GIVEN ENTRIES -

******************************

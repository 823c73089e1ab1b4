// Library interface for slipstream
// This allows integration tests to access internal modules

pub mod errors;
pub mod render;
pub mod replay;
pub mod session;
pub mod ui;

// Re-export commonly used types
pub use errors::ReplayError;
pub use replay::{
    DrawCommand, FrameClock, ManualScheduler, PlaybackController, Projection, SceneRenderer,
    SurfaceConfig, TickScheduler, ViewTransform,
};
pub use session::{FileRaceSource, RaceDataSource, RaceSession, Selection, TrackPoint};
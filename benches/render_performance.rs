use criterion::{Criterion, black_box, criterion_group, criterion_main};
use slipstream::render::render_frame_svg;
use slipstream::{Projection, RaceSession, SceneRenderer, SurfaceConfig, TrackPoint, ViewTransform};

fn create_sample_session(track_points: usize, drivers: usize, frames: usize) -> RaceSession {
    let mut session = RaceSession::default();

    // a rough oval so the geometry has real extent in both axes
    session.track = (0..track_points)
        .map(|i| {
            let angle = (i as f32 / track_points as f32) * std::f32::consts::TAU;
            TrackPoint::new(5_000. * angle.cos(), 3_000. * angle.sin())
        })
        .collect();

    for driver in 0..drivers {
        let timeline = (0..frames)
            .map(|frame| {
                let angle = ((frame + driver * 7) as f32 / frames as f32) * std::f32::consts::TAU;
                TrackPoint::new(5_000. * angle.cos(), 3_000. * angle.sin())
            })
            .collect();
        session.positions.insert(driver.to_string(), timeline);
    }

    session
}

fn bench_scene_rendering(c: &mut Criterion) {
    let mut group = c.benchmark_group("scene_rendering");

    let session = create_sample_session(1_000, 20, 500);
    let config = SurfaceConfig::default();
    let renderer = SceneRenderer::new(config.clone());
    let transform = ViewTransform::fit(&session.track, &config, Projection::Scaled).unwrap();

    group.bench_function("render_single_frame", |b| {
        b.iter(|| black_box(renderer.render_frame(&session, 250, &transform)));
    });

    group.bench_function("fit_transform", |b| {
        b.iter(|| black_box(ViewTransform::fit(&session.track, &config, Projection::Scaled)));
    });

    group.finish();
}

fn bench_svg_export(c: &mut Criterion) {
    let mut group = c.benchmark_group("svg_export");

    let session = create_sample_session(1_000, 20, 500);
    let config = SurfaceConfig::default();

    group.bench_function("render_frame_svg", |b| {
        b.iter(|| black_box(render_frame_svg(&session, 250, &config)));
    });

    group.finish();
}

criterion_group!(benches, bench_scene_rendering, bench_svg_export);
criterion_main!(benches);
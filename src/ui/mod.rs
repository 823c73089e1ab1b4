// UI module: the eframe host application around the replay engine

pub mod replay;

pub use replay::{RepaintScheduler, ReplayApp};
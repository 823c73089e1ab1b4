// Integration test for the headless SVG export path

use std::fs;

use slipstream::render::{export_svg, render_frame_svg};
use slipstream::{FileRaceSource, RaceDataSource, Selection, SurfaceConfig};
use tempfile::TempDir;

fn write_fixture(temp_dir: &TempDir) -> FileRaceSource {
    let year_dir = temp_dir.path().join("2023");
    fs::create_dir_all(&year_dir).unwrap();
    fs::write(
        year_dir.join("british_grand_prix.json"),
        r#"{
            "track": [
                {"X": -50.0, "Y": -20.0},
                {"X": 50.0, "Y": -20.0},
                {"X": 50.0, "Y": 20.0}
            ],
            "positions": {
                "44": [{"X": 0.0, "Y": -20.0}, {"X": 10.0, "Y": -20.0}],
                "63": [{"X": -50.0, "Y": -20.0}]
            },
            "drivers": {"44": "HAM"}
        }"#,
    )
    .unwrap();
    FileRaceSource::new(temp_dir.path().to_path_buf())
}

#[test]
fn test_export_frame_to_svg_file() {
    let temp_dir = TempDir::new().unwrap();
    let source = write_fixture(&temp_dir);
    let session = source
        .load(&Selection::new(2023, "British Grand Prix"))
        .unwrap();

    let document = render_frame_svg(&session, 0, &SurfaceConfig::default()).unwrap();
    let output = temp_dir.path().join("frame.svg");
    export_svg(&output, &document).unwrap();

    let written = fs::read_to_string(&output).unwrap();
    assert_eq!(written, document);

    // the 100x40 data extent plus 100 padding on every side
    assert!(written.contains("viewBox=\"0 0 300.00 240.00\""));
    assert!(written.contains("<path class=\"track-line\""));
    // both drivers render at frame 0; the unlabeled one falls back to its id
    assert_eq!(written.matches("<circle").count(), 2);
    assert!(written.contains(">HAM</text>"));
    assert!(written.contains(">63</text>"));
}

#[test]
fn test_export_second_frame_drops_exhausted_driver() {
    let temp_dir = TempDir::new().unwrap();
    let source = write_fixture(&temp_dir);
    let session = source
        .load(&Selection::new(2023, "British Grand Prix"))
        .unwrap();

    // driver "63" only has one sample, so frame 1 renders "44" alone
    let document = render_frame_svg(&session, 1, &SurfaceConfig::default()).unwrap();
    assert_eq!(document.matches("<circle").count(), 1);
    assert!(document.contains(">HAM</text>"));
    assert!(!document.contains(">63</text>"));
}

******************************

EXERCISE - Only the number is needed: please work out how many lines in the data contain the string "frames".

FINISHED TASK - 3